Anthony El-Khoueiry, MD: No, I totally agree. If anything, the TACE study that was done by Dr. Lencioni was negative. Adding to this, the phase II study from the UK was negative, and we still have 1 more study to be reported, which is ECOG 1208. And you’re right, there’s a big concern about if the activation of the tumor after the TACE is really to be governed only or controlled by a TKI, or it could be a role for something else. And that something else brings me back to Anthony in regard to the combination of TACE plus a checkpoint inhibitor.
Anthony El-Khoueiry, MD: Before I answer that, can I nuance the Y-90 story from my perspective? I think the challenge we have with Y-90 is the 2 trials that Catherine mentioned, which were randomized studies of Y-90 versus systemic therapy. Those studies were designed actually as superiority trials. And so, by definition, they were actually negative studies. So, we cannot say that the survival was equivalent. It was numerically in the same range but there were not inferiority studies to say those therapies are equal in those patients.
Catherine Frenette, MD: Good point.
Anthony El-Khoueiry, MD: Yes. I think our understanding of where to fit Y-90 still has to evolve a bit more. Going back to your question. So, combining locoregional therapy with immunotherapy is something that’s gaining traction now with many trials, a lot of investigator-type initiated trials that are evolving. I think there’s a strong rationale for it. Briefly in a simplified fashion, that is the rationale that the local ablative therapy—whether it’s chemoembolization, Y-90, or ablation—can increase antigen release and stimulate the immune system even further and complement the anti—PD-1–targeting strategy. We will see if that pans out. So far, from the early data that were seen from Tim Greten at the NCI, where he combined tremelimumab, an anti–CTLA-4 antibody, with some ablative therapy, that is feasible. But we don’t have outcome data yet. But certainly, this will be something that we will see a lot of over the next few years.

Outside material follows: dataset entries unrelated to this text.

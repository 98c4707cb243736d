//! Status display controller for the Enviro+ 160x80 LCD.
//!
//! Producers talk to a [`DisplayManager`]; a single worker thread ticks the
//! [`scheduler::Scheduler`], renders panels and writes frames to a
//! [`sink::FrameSink`].

pub mod commands;
pub mod config;
pub mod constants;
pub mod error;
pub mod ffmpeg;
pub mod frame;
pub mod image_loader;
pub mod input;
pub mod manager;
pub mod overlay;
pub mod panels;
pub mod queue;
pub mod renderable;
pub mod scheduler;
pub mod sensors;
pub mod sink;
pub mod state;
pub mod transition;

pub use commands::{CommandHandler, DisplayCommand};
pub use config::DisplayConfig;
pub use error::{DisplayError, SinkError};
pub use frame::Frame;
pub use manager::DisplayManager;
pub use overlay::Severity;
pub use queue::{DisplayItem, ItemDuration, ItemHandle, Priority, RotationMode};
pub use renderable::{Renderable, RenderableRegistry};
pub use state::{Phase, StatusSnapshot};
impl DisplayManager {
    /// Start the worker on `sink`. With `config.enabled == false`, or if the
    /// worker cannot be spawned, the manager stays disabled: operations
    /// still succeed but nothing is drawn.
    pub fn start(config: DisplayConfig, sink: Box<dyn FrameSink>) -> Self {
        let now = Instant::now();
        let status = Arc::new(RwLock::new(StatusSnapshot::default()));
        let diagnostics = Arc::new(DiagnosticsPanel::new(status.clone(), config.size()));
        let mut scheduler = Scheduler::new(config.scheduler, config.size(), now).with_diagnostics(diagnostics);
        if !config.enabled {
            info!("display disabled by configuration");
            scheduler.disable();
        }
        publish(&status, scheduler.status(), None);

        let shared = Arc::new(Shared {
            state: Mutex::new(SharedState {
                scheduler,
                shutdown: false,
                dirty: false,
            }),
            wake: Condvar::new(),
        });
        let manager = Self {
            shared,
            status,
            config,
            worker: Mutex::new(None),
        };
        if manager.config.enabled {
            manager.spawn_worker(sink);
        }
        manager
    }

    fn spawn_worker(&self, sink: Box<dyn FrameSink>) {
        let (done_tx, done_rx) = mpsc::channel();
        let shared = self.shared.clone();
        let status = self.status.clone();
        let config = self.config.clone();
        let spawned = thread::Builder::new()
            .name("display-worker".into())
            .spawn(move || run_worker(shared, status, sink, config, done_tx));
        match spawned {
            Ok(handle) => {
                *self.worker.lock().unwrap_or_else(PoisonError::into_inner) = Some(Worker { handle, done: done_rx });
            }
            Err(e) => {
                error!(error = %e, "failed to start display worker, display disabled");
                let mut state = self.shared.lock();
                state.scheduler.disable();
                publish(&self.status, state.scheduler.status(), None);
            }
        }
    }

    fn mutate<R>(&self, f: impl FnOnce(&mut Scheduler, Instant) -> R) -> R {
        let mut state = self.shared.lock();
        let result = f(&mut state.scheduler, Instant::now());
        state.dirty = true;
        drop(state);
        self.shared.wake.notify_one();
        result
    }

    pub fn config(&self) -> &DisplayConfig {
        &self.config
    }

    pub fn size(&self) -> Size {
        self.config.size()
    }

    pub fn enqueue(&self, item: DisplayItem) -> ItemHandle {
        self.mutate(|s, _| s.enqueue(item))
    }

    pub fn dequeue(&self, handle: ItemHandle) -> bool {
        self.mutate(|s, _| s.dequeue(handle))
    }

    pub fn set_mode(&self, mode: RotationMode) {
        self.mutate(|s, now| s.set_mode(mode, now));
    }

    pub fn phase(&self) -> Phase {
        self.shared.lock().scheduler.phase()
    }

    pub fn mode(&self) -> RotationMode {
        self.shared.lock().scheduler.mode()
    }

    pub fn set_rotation_interval(&self, interval: Duration) {
        self.mutate(|s, _| s.set_rotation_interval(interval));
    }

    /// Returns immediately; the splash is shown and faded by the worker.
    pub fn show_splash(&self, renderable: Arc<dyn Renderable>, duration: Duration, fade: Duration) -> bool {
        self.mutate(|s, now| s.show_splash(renderable, duration, fade, now))
    }

    pub fn report_error(&self, message: &str, severity: Severity) -> Option<ItemHandle> {
        self.mutate(|s, now| s.report_error(message, severity, now))
    }

    pub fn resolve_error(&self) -> bool {
        self.mutate(|s, now| s.resolve_error(now))
    }

    pub fn trigger_tap(&self) {
        self.mutate(|s, now| s.trigger_tap(now));
    }

    pub fn feed_proximity(&self, value: u16) -> bool {
        self.mutate(|s, now| s.feed_proximity(value, now))
    }

    pub fn advance(&self) -> Option<ItemHandle> {
        self.mutate(|s, now| s.advance(now))
    }

    pub fn toggle_diagnostics(&self) -> bool {
        self.mutate(|s, now| s.toggle_diagnostics(now))
    }

    /// Scheduler state as of now, sink counters as of the worker's last tick.
    pub fn status(&self) -> StatusSnapshot {
        let mut snapshot = self.shared.lock().scheduler.status();
        let published = self.status.read().unwrap_or_else(PoisonError::into_inner);
        snapshot.sink_available = published.sink_available;
        snapshot.frames_written = published.frames_written;
        snapshot.render_failures = published.render_failures;
        snapshot.write_failures = published.write_failures;
        snapshot
    }

    /// Handles of the rotation in order.
    pub fn handles(&self) -> Vec<ItemHandle> {
        self.shared.lock().scheduler.queue().handles()
    }

    /// Stop the worker and wait for it, at most `shutdown_timeout`. Returns
    /// `false` if the worker did not finish in time.
    pub fn shutdown(&self) -> bool {
        let worker = self.worker.lock().unwrap_or_else(PoisonError::into_inner).take();
        let Some(worker) = worker else {
            return true;
        };
        self.shared.lock().shutdown = true;
        self.shared.wake.notify_all();

        match worker.done.recv_timeout(self.config.shutdown_timeout) {
            Ok(()) | Err(RecvTimeoutError::Disconnected) => {
                if worker.handle.join().is_err() {
                    error!("display worker panicked");
                }
                info!("display stopped");
                true
            }
            Err(RecvTimeoutError::Timeout) => {
                warn!(timeout = ?self.config.shutdown_timeout, "display worker did not stop in time");
                false
            }
        }
    }
}
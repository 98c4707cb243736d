use std::io;
use std::time::Duration;

use thiserror::Error;

/// Failures the display subsystem can report. None of them is fatal to the
/// host process; the manager logs and absorbs every one.
#[derive(Debug, Error)]
pub enum DisplayError {
    #[error("display hardware unavailable: {0}")]
    HardwareUnavailable(#[from] SinkError),

    #[error("panel `{panel}` failed to render: {reason}")]
    RenderFailure { panel: String, reason: String },

    #[error("transition aborted: {0}")]
    TransitionFailure(String),

    #[error("invalid payload on `{topic}`: {reason}")]
    ConfigInvalid { topic: String, reason: String },

    #[error("panel `{name}` rejected: {reason}")]
    PluginRejected { name: String, reason: String },
}

impl DisplayError {
    pub fn config(topic: impl Into<String>, reason: impl Into<String>) -> Self {
        Self::ConfigInvalid {
            topic: topic.into(),
            reason: reason.into(),
        }
    }

    pub fn render(panel: impl Into<String>, reason: impl Into<String>) -> Self {
        Self::RenderFailure {
            panel: panel.into(),
            reason: reason.into(),
        }
    }
}

/// Errors raised by a [`crate::sink::FrameSink`].
#[derive(Debug, Error)]
pub enum SinkError {
    #[error(transparent)]
    Io(#[from] io::Error),

    #[error("frame write took longer than {0:?}")]
    Timeout(Duration),

    #[error("frame is {got_w}x{got_h}, sink expects {want_w}x{want_h}")]
    SizeMismatch {
        got_w: u32,
        got_h: u32,
        want_w: u32,
        want_h: u32,
    },

    #[error("previous frame write is still in progress")]
    Busy,

    #[error("display sink thread has exited")]
    Closed,

    #[error("{0}")]
    Unavailable(String),
}
//! Proximity taps: raw readings to edges, edges to single and double taps.

use std::time::{Duration, Instant};

use crate::constants::{DOUBLE_TAP_WINDOW, PROXIMITY_NEAR, PROXIMITY_RELEASE, TAP_DEBOUNCE};

/// Turns raw proximity readings into rising edges. A hand must drop below
/// `release` before another edge can fire.
#[derive(Debug, Clone)]
pub struct ProximityDebouncer {
    near: u16,
    release: u16,
    is_near: bool,
}

impl Default for ProximityDebouncer {
    fn default() -> Self {
        Self::new(PROXIMITY_NEAR, PROXIMITY_RELEASE)
    }
}

impl ProximityDebouncer {
    pub fn new(near: u16, release: u16) -> Self {
        Self {
            near,
            release: release.min(near),
            is_near: false,
        }
    }

    /// Returns `true` on the reading that crosses into "near".
    pub fn update(&mut self, value: u16) -> bool {
        if self.is_near {
            if value < self.release {
                self.is_near = false;
            }
            false
        } else if value >= self.near {
            self.is_near = true;
            true
        } else {
            false
        }
    }
}

#[derive(Debug, Clone, Copy, PartialEq, Eq)]
pub struct TapEvent {
    pub at: Instant,
    pub count: u8,
}

#[derive(Debug, Clone, Copy, PartialEq, Eq)]
pub enum TapAction {
    Single,
    Double,
}

#[derive(Debug, Clone, Copy, PartialEq, Eq, Default)]
pub enum InputState {
    #[default]
    Idle,
    Detected(TapEvent), // A single tap waiting for the window to close
}

#[derive(Debug, Clone)]
pub struct InputMonitor {
    window: Duration,
    debounce: Duration,
    state: InputState,
    last_edge: Option<Instant>,
}

impl Default for InputMonitor {
    fn default() -> Self {
        Self::new(DOUBLE_TAP_WINDOW, TAP_DEBOUNCE)
    }
}

impl InputMonitor {
    pub fn new(window: Duration, debounce: Duration) -> Self {
        Self {
            window,
            debounce,
            state: InputState::Idle,
            last_edge: None,
        }
    }

    pub fn state(&self) -> InputState {
        self.state
    }

    pub fn is_pending(&self) -> bool {
        matches!(self.state, InputState::Detected(_))
    }

    /// Feed one tap edge. Returns an action only when the edge settles one:
    /// a double tap, or a stale single tap that the caller missed polling.
    pub fn on_edge(&mut self, now: Instant) -> Option<TapAction> {
        if let Some(last) = self.last_edge {
            if now.saturating_duration_since(last) < self.debounce {
                return None;
            }
        }
        self.last_edge = Some(now);

        match self.state {
            InputState::Idle => {
                self.state = InputState::Detected(TapEvent { at: now, count: 1 });
                None
            }
            InputState::Detected(tap) if now.saturating_duration_since(tap.at) < self.window => {
                self.state = InputState::Idle;
                Some(TapAction::Double)
            }
            InputState::Detected(_) => {
                self.state = InputState::Detected(TapEvent { at: now, count: 1 });
                Some(TapAction::Single)
            }
        }
    }

    /// Fires the pending single tap once its window has closed.
    pub fn poll(&mut self, now: Instant) -> Option<TapAction> {
        match self.state {
            InputState::Detected(tap) if now.saturating_duration_since(tap.at) >= self.window => {
                self.state = InputState::Idle;
                Some(TapAction::Single)
            }
            _ => None,
        }
    }
}
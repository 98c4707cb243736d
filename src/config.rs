use std::time::Duration;

use embedded_graphics::prelude::Size;

use crate::constants::{
    DISPLAY_HEIGHT, DISPLAY_WIDTH, IDLE_WAIT, MAX_ROTATION_SECS, MIN_ROTATION_SECS, PROBE_BACKOFF_INITIAL,
    PROBE_BACKOFF_MAX, REFRESH_INTERVAL, SHUTDOWN_TIMEOUT, TICK, WRITE_TIMEOUT,
};
use crate::error::DisplayError;
use crate::scheduler::SchedulerConfig;

/// Everything the display manager needs, read once at start-up.
#[derive(Debug, Clone, PartialEq)]
pub struct DisplayConfig {
    pub enabled: bool,
    pub width: u32,
    pub height: u32,
    pub tick: Duration,
    pub idle_wait: Duration,
    /// How often a steady panel is rendered again.
    pub refresh_interval: Duration,
    pub write_timeout: Duration,
    pub probe_backoff_initial: Duration,
    pub probe_backoff_max: Duration,
    pub shutdown_timeout: Duration,
    pub scheduler: SchedulerConfig,
}

impl Default for DisplayConfig {
    fn default() -> Self {
        Self {
            enabled: true,
            width: DISPLAY_WIDTH,
            height: DISPLAY_HEIGHT,
            tick: TICK,
            idle_wait: IDLE_WAIT,
            refresh_interval: REFRESH_INTERVAL,
            write_timeout: WRITE_TIMEOUT,
            probe_backoff_initial: PROBE_BACKOFF_INITIAL,
            probe_backoff_max: PROBE_BACKOFF_MAX,
            shutdown_timeout: SHUTDOWN_TIMEOUT,
            scheduler: SchedulerConfig::default(),
        }
    }
}

impl DisplayConfig {
    pub fn size(&self) -> Size {
        Size::new(self.width, self.height)
    }

    pub fn validate(&self) -> Result<(), DisplayError> {
        if self.width == 0 || self.height == 0 {
            return Err(DisplayError::config("size", "display size must be non-zero"));
        }
        if self.tick.is_zero() {
            return Err(DisplayError::config("tick", "tick must be non-zero"));
        }
        rotation_interval(self.scheduler.rotation_interval.as_secs_f64())
            .map_err(|reason| DisplayError::config("interval", reason))?;
        Ok(())
    }
}

/// Seconds per item as a duration, within the accepted bounds.
pub fn rotation_interval(secs: f64) -> Result<Duration, String> {
    if !secs.is_finite() || !(MIN_ROTATION_SECS..=MAX_ROTATION_SECS).contains(&secs) {
        return Err(format!(
            "{secs} is outside {MIN_ROTATION_SECS}..={MAX_ROTATION_SECS} seconds"
        ));
    }
    Ok(Duration::from_secs_f64(secs))
}

#[cfg(test)]
mod tests {
    use super::*;

    #[test]
    fn test_defaults_are_valid() {
        let config = DisplayConfig::default();
        assert!(config.validate().is_ok());
        assert_eq!(config.size(), Size::new(160, 80));
    }

    #[test]
    fn test_rotation_interval_bounds() {
        assert_eq!(rotation_interval(5.0), Ok(Duration::from_secs(5)));
        assert!(rotation_interval(0.5).is_err());
        assert!(rotation_interval(3601.0).is_err());
        assert!(rotation_interval(f64::NAN).is_err());
    }

    #[test]
    fn test_invalid_interval_is_config_error() {
        let mut config = DisplayConfig::default();
        config.scheduler.rotation_interval = Duration::ZERO;
        assert!(matches!(config.validate(), Err(DisplayError::ConfigInvalid { .. })));
    }
}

Ghassan K. Abou-Alfa, MD: Absolutely, absolutely. If anything, there’s a clinical trial that’s currently ongoing of TACE plus nivolumab that we will see where it’s going to take us in regard to the safety and the practicality of that combination. But also in addition to that, there are other aspects of therapies that we did not necessarily touch on: combinations among the vaccinia virus with JX-594, which is a tyrosine kinase. It is altered and given as an intratumor injection in addition to giving sorafenib onboard, which is the Pexa-Vec study that is still ongoing. So, there’s plenty going on in that field and, as we just heard from all of us, in regard to the combination of local versus systemic therapy.